Saved data entries

------------------------------------------------------------------------

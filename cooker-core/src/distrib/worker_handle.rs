//! Director-side view of one worker.

use std::{
    collections::BTreeSet,
    fmt,
    time::{Duration, Instant},
};

use crate::{
    error::Result,
    types::{ItemId, WorkerId},
};

use super::{
    message::{AssignedItem, ExistenceInfo, Message},
    transport::Connection,
};

#[derive(Clone, Copy, Debug, PartialEq, Eq)]
pub enum ConnectionState {
    /// Waiting for the worker's `connect`.
    Connecting,
    Connected,
    /// Told the cook is complete; waiting for the acknowledgement.
    FlushingBeforeShutdown,
    Disconnected,
}

/// Outstanding abort: the worker has seen it once it echoes `heartbeat`.
#[derive(Debug)]
pub(crate) struct AbortFence {
    pub(crate) heartbeat: u64,
    pub(crate) sent_at: Instant,
    /// Cancelled items that return to idle once the fence clears.
    pub(crate) cancelled: Vec<ItemId>,
}

pub(crate) struct WorkerHandle {
    id: WorkerId,
    connection: Box<dyn Connection>,
    state: ConnectionState,
    state_since: Instant,
    pub(crate) assigned: BTreeSet<ItemId>,
    outbox: Vec<AssignedItem>,
    existence: Vec<ExistenceInfo>,
    pub(crate) last_heartbeat_sent: u64,
    pub(crate) last_heartbeat_echoed: u64,
    pub(crate) missed_heartbeats: u32,
    pub(crate) fence: Option<AbortFence>,
    pub(crate) protocol_errors: u32,
}

impl fmt::Debug for WorkerHandle {
    fn fmt(&self, f: &mut fmt::Formatter<'_>) -> fmt::Result {
        f.debug_struct("WorkerHandle")
            .field("id", &self.id)
            .field("peer", &self.connection.peer())
            .field("state", &self.state)
            .field("assigned", &self.assigned.len())
            .field("staged", &self.outbox.len())
            .field("fenced", &self.fence.is_some())
            .finish()
    }
}

impl WorkerHandle {
    pub(crate) fn new(id: WorkerId, connection: Box<dyn Connection>, now: Instant) -> Self {
        Self {
            id,
            connection,
            state: ConnectionState::Connecting,
            state_since: now,
            assigned: BTreeSet::new(),
            outbox: Vec::new(),
            existence: Vec::new(),
            last_heartbeat_sent: 0,
            last_heartbeat_echoed: 0,
            missed_heartbeats: 0,
            fence: None,
            protocol_errors: 0,
        }
    }

    pub(crate) fn id(&self) -> WorkerId {
        self.id
    }

    pub(crate) fn state(&self) -> ConnectionState {
        self.state
    }

    pub(crate) fn set_state(&mut self, state: ConnectionState, now: Instant) {
        self.state = state;
        self.state_since = now;
    }

    pub(crate) fn in_state_for(&self, now: Instant) -> Duration {
        now.saturating_duration_since(self.state_since)
    }

    pub(crate) fn connection(&mut self) -> &mut dyn Connection {
        self.connection.as_mut()
    }

    pub(crate) fn peer(&self) -> String {
        self.connection.peer()
    }

    /// Whether new work may be staged here.
    pub(crate) fn accepts_work(&self, queue_depth: usize) -> bool {
        self.state == ConnectionState::Connected
            && self.fence.is_none()
            && self.assigned.len() < queue_depth
    }

    pub(crate) fn is_empty(&self) -> bool {
        self.assigned.is_empty() && self.outbox.is_empty()
    }

    pub(crate) fn stage(&mut self, item: AssignedItem, existence: Vec<ExistenceInfo>) {
        self.assigned.insert(item.id.clone());
        for info in existence {
            if !self.existence.iter().any(|known| known.id == info.id) {
                self.existence.push(info);
            }
        }
        self.outbox.push(item);
    }

    /// Drops a staged assignment that has not been sent yet.
    pub(crate) fn unstage(&mut self, id: &ItemId) -> bool {
        let before = self.outbox.len();
        self.outbox.retain(|item| item.id != *id);
        before != self.outbox.len()
    }

    pub(crate) fn has_staged(&self) -> bool {
        !self.outbox.is_empty()
    }

    /// Takes up to `batch` staged items together with the existence info
    /// gathered since the last batch.
    pub(crate) fn take_batch(&mut self, batch: usize) -> (Vec<AssignedItem>, Vec<ExistenceInfo>) {
        let count = batch.max(1).min(self.outbox.len());
        let items: Vec<AssignedItem> = self.outbox.drain(..count).collect();
        let existence = if self.outbox.is_empty() {
            std::mem::take(&mut self.existence)
        } else {
            self.existence.clone()
        };
        (items, existence)
    }

    pub(crate) fn send(&mut self, message: &Message) -> Result<()> {
        self.connection.send(message)
    }

    /// Records an echoed heartbeat. Returns the fence it cleared, if any.
    pub(crate) fn note_echo(&mut self, number: u64) -> Option<AbortFence> {
        self.last_heartbeat_echoed = self.last_heartbeat_echoed.max(number);
        self.missed_heartbeats = 0;
        match &self.fence {
            Some(fence) if fence.heartbeat <= self.last_heartbeat_echoed => self.fence.take(),
            _ => None,
        }
    }

    /// Ends the connection and hands back everything that was assigned.
    pub(crate) fn disconnect(&mut self, now: Instant) -> (Vec<ItemId>, Option<AbortFence>) {
        self.set_state(ConnectionState::Disconnected, now);
        self.connection.close();
        self.outbox.clear();
        self.existence.clear();
        let assigned = std::mem::take(&mut self.assigned).into_iter().collect();
        (assigned, self.fence.take())
    }
}
use std::time::{Duration, Instant};

/// Periodic tasks run by the scheduler between pumps.
#[derive(Clone, Copy, Debug, PartialEq, Eq, Hash)]
pub enum PollableKind {
    GcCheck,
    Heartbeat,
    Rebalance,
    OffloadStalledSaves,
    Summary,
}

#[derive(Debug)]
struct Pollable {
    kind: PollableKind,
    period: Duration,
    next_due: Instant,
}

/// Fixed set of periodic tasks with their next due time.
#[derive(Debug, Default)]
pub struct Pollables {
    entries: Vec<Pollable>,
}

impl Pollables {
    pub fn new() -> Self {
        Self::default()
    }

    /// Registers a task first due one period from `now`.
    pub fn register(&mut self, kind: PollableKind, period: Duration, now: Instant) {
        self.entries.retain(|p| p.kind != kind);
        self.entries.push(Pollable {
            kind,
            period,
            next_due: now + period,
        });
    }

    /// Returns every task whose due time has passed and schedules its next run.
    pub fn take_due(&mut self, now: Instant) -> Vec<PollableKind> {
        let mut due = Vec::new();
        for pollable in &mut self.entries {
            if now >= pollable.next_due {
                due.push(pollable.kind);
                pollable.next_due = now + pollable.period;
            }
        }
        due
    }

    /// Time until the earliest task is due.
    pub fn next_due_in(&self, now: Instant) -> Option<Duration> {
        self.entries
            .iter()
            .map(|p| p.next_due.saturating_duration_since(now))
            .min()
    }
}

#[cfg(test)]
mod tests {
    use super::*;

    #[test]
    fn tasks_fire_once_per_period() {
        let start = Instant::now();
        let mut pollables = Pollables::new();
        pollables.register(PollableKind::Heartbeat, Duration::from_millis(10), start);
        pollables.register(PollableKind::Summary, Duration::from_millis(100), start);
        assert!(pollables.take_due(start).is_empty());
        let t = start + Duration::from_millis(10);
        assert_eq!(pollables.take_due(t), vec![PollableKind::Heartbeat]);
        assert!(pollables.take_due(t).is_empty());
        assert_eq!(
            pollables.next_due_in(t),
            Some(Duration::from_millis(10))
        );
    }
}
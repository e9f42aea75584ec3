use std::collections::{HashSet, VecDeque};

use crate::types::ItemId;

use super::item::Urgency;

/// Ordered multiset of item references for one pipeline stage.
///
/// FIFO within an urgency band; `Blocking` drains before `High`, which
/// drains before `Normal`. An id is present at most once.
#[derive(Debug, Default)]
pub struct UrgencyQueue {
    blocking: VecDeque<ItemId>,
    high: VecDeque<ItemId>,
    normal: VecDeque<ItemId>,
    members: HashSet<ItemId>,
}

impl UrgencyQueue {
    pub fn new() -> Self {
        Self::default()
    }

    fn band_mut(&mut self, urgency: Urgency) -> &mut VecDeque<ItemId> {
        match urgency {
            Urgency::Blocking => &mut self.blocking,
            Urgency::High => &mut self.high,
            Urgency::Normal => &mut self.normal,
        }
    }

    /// Appends to the back of the band. Returns `false` if already queued.
    pub fn push(&mut self, id: ItemId, urgency: Urgency) -> bool {
        if !self.members.insert(id.clone()) {
            return false;
        }
        self.band_mut(urgency).push_back(id);
        true
    }

    /// Puts an item back at the head of its band.
    pub fn push_front(&mut self, id: ItemId, urgency: Urgency) -> bool {
        if !self.members.insert(id.clone()) {
            return false;
        }
        self.band_mut(urgency).push_front(id);
        true
    }

    pub fn pop(&mut self) -> Option<ItemId> {
        let id = self
            .blocking
            .pop_front()
            .or_else(|| self.high.pop_front())
            .or_else(|| self.normal.pop_front())?;
        self.members.remove(&id);
        Some(id)
    }

    pub fn pop_batch(&mut self, max: usize) -> Vec<ItemId> {
        let mut out = Vec::with_capacity(max.min(self.len()));
        while out.len() < max {
            match self.pop() {
                Some(id) => out.push(id),
                None => break,
            }
        }
        out
    }

    pub fn remove(&mut self, id: &ItemId) -> bool {
        if !self.members.remove(id) {
            return false;
        }
        for band in [&mut self.blocking, &mut self.high, &mut self.normal] {
            if let Some(pos) = band.iter().position(|queued| queued == id) {
                band.remove(pos);
                break;
            }
        }
        true
    }

    /// Moves a queued item to the back of the band for `urgency`.
    pub fn reposition(&mut self, id: &ItemId, urgency: Urgency) {
        if self.remove(id) {
            self.push(id.clone(), urgency);
        }
    }

    pub fn contains(&self, id: &ItemId) -> bool {
        self.members.contains(id)
    }

    pub fn len(&self) -> usize {
        self.members.len()
    }

    pub fn is_empty(&self) -> bool {
        self.members.is_empty()
    }

    /// Current contents in processing order.
    pub fn snapshot(&self) -> Vec<ItemId> {
        self.blocking
            .iter()
            .chain(self.high.iter())
            .chain(self.normal.iter())
            .cloned()
            .collect()
    }

    pub fn clear(&mut self) -> Vec<ItemId> {
        let drained = self.snapshot();
        self.blocking.clear();
        self.high.clear();
        self.normal.clear();
        self.members.clear();
        drained
    }
}
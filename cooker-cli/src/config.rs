//! Layered configuration: defaults, then an optional TOML file, then
//! command-line overrides applied by the caller.

use std::{
    fs,
    path::{Path, PathBuf},
};

use cooker_core::{cook::CookerConfig, types::Platform};
use serde::{Deserialize, Serialize};
use thiserror::Error;

const DEFAULT_CONFIG_LOCATIONS: &[&str] = &["cooker.toml", "config/cooker.toml"];

#[derive(Debug, Error)]
pub enum ConfigLoadError {
    #[error("configuration file {} does not exist", path.display())]
    MissingConfig { path: PathBuf },
    #[error("failed to read configuration file {}", path.display())]
    Io {
        path: PathBuf,
        #[source]
        source: std::io::Error,
    },
    #[error("failed to parse configuration file {}", path.display())]
    Parse {
        path: PathBuf,
        #[source]
        source: toml::de::Error,
    },
}

/// Where content comes from and where artifacts go.
#[derive(Clone, Debug, Serialize, Deserialize)]
#[serde(default)]
pub struct ProjectConfig {
    pub content_root: PathBuf,
    pub output: PathBuf,
    /// Defaults to `<output>/.cook-cache`.
    pub cache_dir: Option<PathBuf>,
    pub platforms: Vec<String>,
}

impl Default for ProjectConfig {
    fn default() -> Self {
        Self {
            content_root: PathBuf::from("content"),
            output: PathBuf::from("cooked"),
            cache_dir: None,
            platforms: vec![std::env::consts::OS.to_string()],
        }
    }
}

impl ProjectConfig {
    pub fn cache_dir(&self) -> PathBuf {
        self.cache_dir
            .clone()
            .unwrap_or_else(|| self.output.join(".cook-cache"))
    }

    pub fn platforms(&self) -> Vec<Platform> {
        Platform::parse_list(&self.platforms.join(","))
    }
}

/// Contents of a `cooker.toml`: a `[project]` table next to the scheduler
/// sections (`[queue]`, `[gc]`, `[distribution]`, ...).
#[derive(Clone, Debug, Default, Serialize, Deserialize)]
#[serde(default)]
pub struct FileConfig {
    pub project: ProjectConfig,
    #[serde(flatten)]
    pub cook: CookerConfig,
}

#[derive(Debug)]
pub struct ConfigLoad {
    pub config: FileConfig,
    /// The file the configuration came from, if any.
    pub path: Option<PathBuf>,
}

#[derive(Debug)]
pub struct ConfigLoader {
    config_path: Option<PathBuf>,
    search_defaults: bool,
}

impl ConfigLoader {
    pub fn new() -> Self {
        Self {
            config_path: None,
            search_defaults: true,
        }
    }

    /// An explicit path must exist; without one the default locations are
    /// searched.
    pub fn with_config_path(mut self, path: Option<PathBuf>) -> Self {
        self.config_path = path;
        self
    }

    pub fn without_default_locations(mut self) -> Self {
        self.search_defaults = false;
        self
    }

    pub fn load(&self) -> Result<ConfigLoad, ConfigLoadError> {
        let path = match &self.config_path {
            Some(explicit) if !explicit.exists() => {
                return Err(ConfigLoadError::MissingConfig {
                    path: explicit.clone(),
                });
            }
            Some(explicit) => Some(explicit.clone()),
            None if self.search_defaults => DEFAULT_CONFIG_LOCATIONS
                .iter()
                .map(PathBuf::from)
                .find(|candidate| candidate.exists()),
            None => None,
        };

        let config = match &path {
            Some(path) => read_file_config(path)?,
            None => FileConfig::default(),
        };
        Ok(ConfigLoad { config, path })
    }
}

impl Default for ConfigLoader {
    fn default() -> Self {
        Self::new()
    }
}

fn read_file_config(path: &Path) -> Result<FileConfig, ConfigLoadError> {
    let contents = fs::read_to_string(path).map_err(|source| ConfigLoadError::Io {
        path: path.to_path_buf(),
        source,
    })?;
    toml::from_str(&contents).map_err(|source| ConfigLoadError::Parse {
        path: path.to_path_buf(),
        source,
    })
}

#[cfg(test)]
mod tests {
    use super::*;

    #[test]
    fn missing_explicit_file_is_an_error() {
        let dir = tempfile::tempdir().unwrap();
        let err = ConfigLoader::new()
            .with_config_path(Some(dir.path().join("absent.toml")))
            .load()
            .unwrap_err();
        assert!(matches!(err, ConfigLoadError::MissingConfig { .. }));
    }

    #[test]
    fn file_sections_override_defaults() {
        let dir = tempfile::tempdir().unwrap();
        let path = dir.path().join("cooker.toml");
        fs::write(
            &path,
            r#"
[project]
content_root = "assets"
platforms = ["linux", "console"]

[distribution]
workers = 3
heartbeat_interval_ms = 250

[gc]
items_per_collection = 10
"#,
        )
        .unwrap();

        let load = ConfigLoader::new()
            .with_config_path(Some(path.clone()))
            .load()
            .unwrap();
        let config = load.config;
        assert_eq!(load.path, Some(path));
        assert_eq!(config.project.content_root, PathBuf::from("assets"));
        assert_eq!(config.project.output, PathBuf::from("cooked"));
        assert_eq!(config.project.cache_dir(), PathBuf::from("cooked/.cook-cache"));
        assert_eq!(
            config.project.platforms(),
            vec![Platform::new("linux"), Platform::new("console")]
        );
        assert_eq!(config.cook.distribution.workers, 3);
        assert_eq!(config.cook.distribution.heartbeat_interval_ms, 250);
        assert_eq!(config.cook.gc.items_per_collection, 10);
        assert_eq!(
            config.cook.queue.desired_load_population,
            CookerConfig::default().queue.desired_load_population
        );
    }

    #[test]
    fn malformed_file_reports_its_path() {
        let dir = tempfile::tempdir().unwrap();
        let path = dir.path().join("cooker.toml");
        fs::write(&path, "[distribution]\nworkers = \"many\"\n").unwrap();
        let err = ConfigLoader::new()
            .with_config_path(Some(path.clone()))
            .load()
            .unwrap_err();
        assert!(err.to_string().contains(&path.display().to_string()));
    }

    #[test]
    fn no_file_means_defaults() {
        let load = ConfigLoader::new().without_default_locations().load().unwrap();
        assert!(load.path.is_none());
        assert_eq!(load.config.cook.distribution.workers, 0);
    }
}
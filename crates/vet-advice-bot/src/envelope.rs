//! `{success, data}` response envelope parsing.

use serde::de::DeserializeOwned;
use serde::Deserialize;

use crate::error::{BotError, BotResult};

#[derive(Debug, Deserialize)]
#[serde(bound(deserialize = "T: Deserialize<'de>"))]
struct Envelope<T> {
    success: bool,
    #[serde(default)]
    data: Option<T>,
    #[serde(default)]
    error: Option<String>,
}

/// Slice the outermost JSON object out of a body that may carry extra text.
pub fn extract_json(body: &str) -> BotResult<&str> {
    let start = body
        .find('{')
        .ok_or_else(|| BotError::InvalidFormat("No JSON object found in response".into()))?;
    let end = body
        .rfind('}')
        .ok_or_else(|| BotError::InvalidFormat("No closing brace found in response".into()))?;
    if end < start {
        return Err(BotError::InvalidFormat("Unbalanced JSON object in response".into()));
    }
    Ok(&body[start..=end])
}

/// Parse a bare JSON object (no envelope), tolerating surrounding noise.
pub fn parse_json<T: DeserializeOwned>(body: &str) -> BotResult<T> {
    Ok(serde_json::from_str(extract_json(body)?)?)
}

/// Parse a `{success, data}` envelope and return `data`.
///
/// `success: false` is [`BotError::Rejected`]; a successful envelope without
/// `data` is [`BotError::InvalidFormat`].
pub fn parse_envelope<T: DeserializeOwned>(body: &str) -> BotResult<T> {
    let envelope: Envelope<T> = parse_json(body)?;

    if !envelope.success {
        return Err(BotError::Rejected(
            envelope.error.unwrap_or_else(|| "request failed".into()),
        ));
    }

    envelope
        .data
        .ok_or_else(|| BotError::InvalidFormat("Envelope has no data".into()))
}

/// Check a `{success}` envelope that carries no payload.
pub fn parse_ack(body: &str) -> BotResult<()> {
    let envelope: Envelope<serde_json::Value> = parse_json(body)?;
    if envelope.success {
        Ok(())
    } else {
        Err(BotError::Rejected(
            envelope.error.unwrap_or_else(|| "request failed".into()),
        ))
    }
}

#[cfg(test)]
mod tests {
    use super::*;

    #[derive(Debug, Deserialize)]
    struct Payload {
        suggestions: Vec<String>,
    }

    #[test]
    fn test_parse_envelope() {
        let body = r#"{"success":true,"data":{"suggestions":["a","b"]}}"#;
        let payload: Payload = parse_envelope(body).unwrap();
        assert_eq!(payload.suggestions, vec!["a", "b"]);
    }

    #[test]
    fn test_parse_envelope_with_noise() {
        let body = "garbage before\n{\"success\":true,\"data\":{\"suggestions\":[]}}\ntrailing";
        let payload: Payload = parse_envelope(body).unwrap();
        assert!(payload.suggestions.is_empty());
    }

    #[test]
    fn test_unsuccessful_envelope() {
        let body = r#"{"success":false,"error":"quota"}"#;
        let err = parse_envelope::<Payload>(body).unwrap_err();
        assert!(matches!(err, BotError::Rejected(ref msg) if msg == "quota"));
    }

    #[test]
    fn test_missing_data() {
        let err = parse_envelope::<Payload>(r#"{"success":true}"#).unwrap_err();
        assert!(matches!(err, BotError::InvalidFormat(_)));
    }

    #[test]
    fn test_no_json() {
        assert!(matches!(
            parse_envelope::<Payload>("<html>502 Bad Gateway</html>"),
            Err(BotError::InvalidFormat(_))
        ));
        assert!(matches!(extract_json("} oops {"), Err(BotError::InvalidFormat(_))));
    }

    #[test]
    fn test_ack() {
        assert!(parse_ack(r#"{"success":true}"#).is_ok());
        assert!(parse_ack(r#"{"success":false}"#).is_err());
    }
}
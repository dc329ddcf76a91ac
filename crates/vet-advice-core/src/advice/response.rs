//! Assembly of the user-facing advice text.

use std::fmt::Write;

use super::templates::{disclaimer, dosage_label, heading, Section};
use crate::models::{KnowledgeRecord, Language, Medicine, PetSpecies, TreatmentRecommendation};

/// Maximum knowledge records listed in a response.
pub const MAX_LISTED_MATCHES: usize = 3;

/// Renders recommendations as markdown-style text.
#[derive(Debug, Clone, Default)]
pub struct ResponseComposer;

impl ResponseComposer {
    pub fn new() -> Self {
        Self
    }

    /// Compose the response. Empty sections are omitted; the disclaimer is always last.
    pub fn compose(
        &self,
        language: Language,
        species: PetSpecies,
        recommendation: &TreatmentRecommendation,
        matches: &[KnowledgeRecord],
        medicines: &[Medicine],
    ) -> String {
        let mut out = String::new();

        push_heading(&mut out, language, Section::Assessment);
        out.push_str(&recommendation.assessment);
        out.push_str("\n\n");

        push_list(&mut out, language, Section::PossibleCauses, &recommendation.possible_causes);
        push_list(&mut out, language, Section::Recommendations, &recommendation.recommendations);

        if !matches.is_empty() {
            push_heading(&mut out, language, Section::KnowledgeMatches);
            for record in matches.iter().take(MAX_LISTED_MATCHES) {
                let _ = writeln!(
                    out,
                    "- {} ({:.0}%): {}",
                    record.conditions.join(", "),
                    record.confidence * 100.0,
                    record.treatments.join(", ")
                );
            }
            out.push('\n');
        }

        if !medicines.is_empty() {
            push_heading(&mut out, language, Section::SuggestedMedicines);
            for medicine in medicines {
                let _ = write!(out, "- {}", medicine.name);
                if let Some(dosage) = medicine.dosage_for(species) {
                    let _ = write!(out, " ({} {})", dosage_label(language), dosage);
                }
                out.push('\n');
            }
            out.push('\n');
        }

        push_list(&mut out, language, Section::DietaryAdvice, &recommendation.dietary_advice);

        push_heading(&mut out, language, Section::WhenToSeeVet);
        out.push_str(&recommendation.when_to_see_vet);
        out.push_str("\n\n");

        out.push_str(disclaimer(language));
        out
    }
}

fn push_heading(out: &mut String, language: Language, section: Section) {
    let _ = writeln!(out, "**{}**", heading(language, section));
}

fn push_list(out: &mut String, language: Language, section: Section, items: &[String]) {
    if items.is_empty() {
        return;
    }
    push_heading(out, language, section);
    for item in items {
        let _ = writeln!(out, "- {}", item);
    }
    out.push('\n');
}
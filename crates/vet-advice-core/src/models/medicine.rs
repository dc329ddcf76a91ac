//! Medicine catalog models.

use std::collections::BTreeMap;

use serde::{Deserialize, Serialize};

use super::PetSpecies;

/// Catalog grouping used by the lookup tool filters.
#[derive(Debug, Clone, Copy, PartialEq, Eq, Hash, PartialOrd, Ord, Serialize, Deserialize)]
#[serde(rename_all = "snake_case")]
pub enum MedicineCategory {
    Antibiotics,
    Painkillers,
    Antiparasitic,
    Vitamins,
    Supplements,
    Digestive,
    SkinCare,
    Food,
}

impl MedicineCategory {
    pub fn as_str(&self) -> &'static str {
        match self {
            MedicineCategory::Antibiotics => "antibiotics",
            MedicineCategory::Painkillers => "painkillers",
            MedicineCategory::Antiparasitic => "antiparasitic",
            MedicineCategory::Vitamins => "vitamins",
            MedicineCategory::Supplements => "supplements",
            MedicineCategory::Digestive => "digestive",
            MedicineCategory::SkinCare => "skin_care",
            MedicineCategory::Food => "food",
        }
    }

    /// Parse a wire name; `"all"` and unknown values yield `None`.
    pub fn parse(value: &str) -> Option<Self> {
        match value.trim().to_lowercase().as_str() {
            "antibiotics" => Some(MedicineCategory::Antibiotics),
            "painkillers" => Some(MedicineCategory::Painkillers),
            "antiparasitic" => Some(MedicineCategory::Antiparasitic),
            "vitamins" => Some(MedicineCategory::Vitamins),
            "supplements" => Some(MedicineCategory::Supplements),
            "digestive" => Some(MedicineCategory::Digestive),
            "skin_care" => Some(MedicineCategory::SkinCare),
            "food" => Some(MedicineCategory::Food),
            _ => None,
        }
    }
}

/// A read-only medicine or pet food entry.
#[derive(Debug, Clone, Serialize, Deserialize, PartialEq)]
pub struct Medicine {
    pub id: String,
    pub name: String,
    pub category: MedicineCategory,
    pub description: String,
    pub usage: String,
    /// Dosage instructions per species
    pub dosage: BTreeMap<PetSpecies, String>,
    pub side_effects: Vec<String>,
    pub contraindications: Vec<String>,
    pub ingredients: Vec<String>,
    pub for_species: Vec<PetSpecies>,
    pub prescription_required: bool,
}

impl Medicine {
    /// Check if this medicine is labelled for a species.
    pub fn is_for(&self, species: PetSpecies) -> bool {
        self.for_species.contains(&species)
    }

    /// Dosage text for a species, if the catalog has one.
    pub fn dosage_for(&self, species: PetSpecies) -> Option<&str> {
        self.dosage.get(&species).map(String::as_str)
    }

    /// Case-insensitive substring match over name, description, usage and ingredients.
    ///
    /// `needle_lower` must already be lowercase.
    pub fn mentions(&self, needle_lower: &str) -> bool {
        self.name.to_lowercase().contains(needle_lower)
            || self.description.to_lowercase().contains(needle_lower)
            || self.usage.to_lowercase().contains(needle_lower)
            || self
                .ingredients
                .iter()
                .any(|i| i.to_lowercase().contains(needle_lower))
    }
}

/// Optional filters for catalog search.
#[derive(Debug, Clone, Default, PartialEq)]
pub struct MedicineFilter {
    pub species: Option<PetSpecies>,
    pub category: Option<MedicineCategory>,
}

/// Catalog summary counts.
#[derive(Debug, Clone, Serialize, Deserialize, PartialEq)]
pub struct CatalogStats {
    pub total: usize,
    pub prescription: usize,
    pub over_the_counter: usize,
    pub per_category: BTreeMap<MedicineCategory, usize>,
    pub per_species: BTreeMap<PetSpecies, usize>,
}

/// A fuzzy name-lookup hit.
#[derive(Debug, Clone, Serialize, Deserialize, PartialEq)]
pub struct MedicineMatch {
    pub id: String,
    pub name: String,
    /// Similarity score (0.0 - 1.0)
    pub score: f64,
}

------------------------------------------------------------------------

→ **What is expected**: Copy nothing beyond the line containing "for the acknowledgement.". Transcribe exactly from the first line of the entries down to that line, inclusive.

→ **Answer for this exercise**:
filename cooker-core/src/distrib/worker_handle.rs
//! Director-side view of one worker.

use std::{
    collections::BTreeSet,
    fmt,
    time::{Duration, Instant},
};

use crate::{
    error::Result,
    types::{ItemId, WorkerId},
};

use super::{
    message::{AssignedItem, ExistenceInfo, Message},
    transport::Connection,
};

#[derive(Clone, Copy, Debug, PartialEq, Eq)]
pub enum ConnectionState {
    /// Waiting for the worker's `connect`.
    Connecting,
    Connected,
    /// Told the cook is complete; waiting for the acknowledgement.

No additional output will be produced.